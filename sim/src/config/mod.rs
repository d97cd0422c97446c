//! Configuration loading and command-line overrides

mod args;

pub use args::{Args, BackendChoice, PotentialChoice};

use color_eyre::eyre::{Result, WrapErr};
use pbc_md::config::{BackendConfig, MethodConfig, PotentialConfig};
use pbc_md::SimulationConfig;
use tracing::warn;

pub fn load_config(args: &Args) -> Result<SimulationConfig> {
    let config = SimulationConfig::from_file(&args.config_file)
        .wrap_err_with(|| format!("Unable to load configuration file: {}", args.config_file))?;
    let config = apply_overrides(config, args);
    config
        .validate()
        .wrap_err("Invalid configuration after command-line overrides")?;
    Ok(config)
}

/// Command-line values take precedence over the file.
pub fn apply_overrides(mut config: SimulationConfig, args: &Args) -> SimulationConfig {
    match (args.potential, config.potential) {
        (Some(PotentialChoice::Lj), PotentialConfig::ScreenedCoulomb { .. }) => {
            config.potential = PotentialConfig::lennard_jones();
        }
        (Some(PotentialChoice::Coulomb), PotentialConfig::LennardJones { .. }) => {
            config.potential = PotentialConfig::screened_coulomb();
        }
        _ => {}
    }

    match (args.backend, config.backend) {
        (Some(BackendChoice::Cpu), BackendConfig::Device { .. }) => {
            config.backend = BackendConfig::Cpu { threads: None };
        }
        (Some(BackendChoice::Device), BackendConfig::Cpu { .. }) => {
            config.backend = BackendConfig::Device {
                work_group_size: None,
            };
        }
        _ => {}
    }

    if let Some(n) = args.threads {
        match &mut config.backend {
            BackendConfig::Cpu { threads } => *threads = Some(n),
            BackendConfig::Device { .. } => warn!("--threads is ignored by the device backend"),
        }
    }

    match &mut config.method {
        MethodConfig::Md(md) => {
            if let Some(total_it) = args.total_it {
                md.total_it = total_it;
            }
            if args.seed.is_some() {
                warn!("--seed is ignored by molecular dynamics");
            }
        }
        MethodConfig::Mc(mc) => {
            if let Some(total_it) = args.total_it {
                mc.total_it = total_it;
            }
            if args.seed.is_some() {
                mc.seed = args.seed;
            }
        }
    }

    config
}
----------------------------------------
- [TASK OBJECTIVE]: Each line of the listing should be printed again, exactly.

- [RESPONSE AREA]:
filename sim/src/config/mod.rs
repository d97cd0422c97446c
//! Configuration loading and command-line overrides

mod args;

pub use args::{Args, BackendChoice, PotentialChoice};

use color_eyre::eyre::{Result, WrapErr};
use pbc_md::config::{BackendConfig, MethodConfig, PotentialConfig};
use pbc_md::SimulationConfig;
use tracing::warn;

pub fn load_config(args: &Args) -> Result<SimulationConfig> {
    let config = SimulationConfig::from_file(&args.config_file)
        .wrap_err_with(|| format!("Unable to load configuration file: {}", args.config_file))?;
    let config = apply_overrides(config, args);
    config
        .validate()
        .wrap_err("Invalid configuration after command-line overrides")?;
    Ok(config)
}

/// Command-line values take precedence over the file.
pub fn apply_overrides(mut config: SimulationConfig, args: &Args) -> SimulationConfig {
    match (args.potential, config.potential) {
        (Some(PotentialChoice::Lj), PotentialConfig::ScreenedCoulomb { .. }) => {
            config.potential = PotentialConfig::lennard_jones();
        }
        (Some(PotentialChoice::Coulomb), PotentialConfig::LennardJones { .. }) => {
            config.potential = PotentialConfig::screened_coulomb();
        }
        _ => {}
    }

    match (args.backend, config.backend) {
        (Some(BackendChoice::Cpu), BackendConfig::Device { .. }) => {
            config.backend = BackendConfig::Cpu { threads: None };
        }
        (Some(BackendChoice::Device), BackendConfig::Cpu { .. }) => {
            config.backend = BackendConfig::Device {
                work_group_size: None,
            };
        }
        _ => {}
    }

    if let Some(n) = args.threads {
        match &mut config.backend {
            BackendConfig::Cpu { threads } => *threads = Some(n),
            BackendConfig::Device { .. } => warn!("--threads is ignored by the device backend"),
        }
    }

    match &mut config.method {
        MethodConfig::Md(md) => {
            if let Some(total_it) = args.total_it {
                md.total_it = total_it;
            }
            if args.seed.is_some() {
                warn!("--seed is ignored by molecular dynamics");
            }
        }
        MethodConfig::Mc(mc) => {
            if let Some(total_it) = args.total_it {
                mc.total_it = total_it;
            }
            if args.seed.is_some() {
                mc.seed = args.seed;
            }
        }
    }

    config
}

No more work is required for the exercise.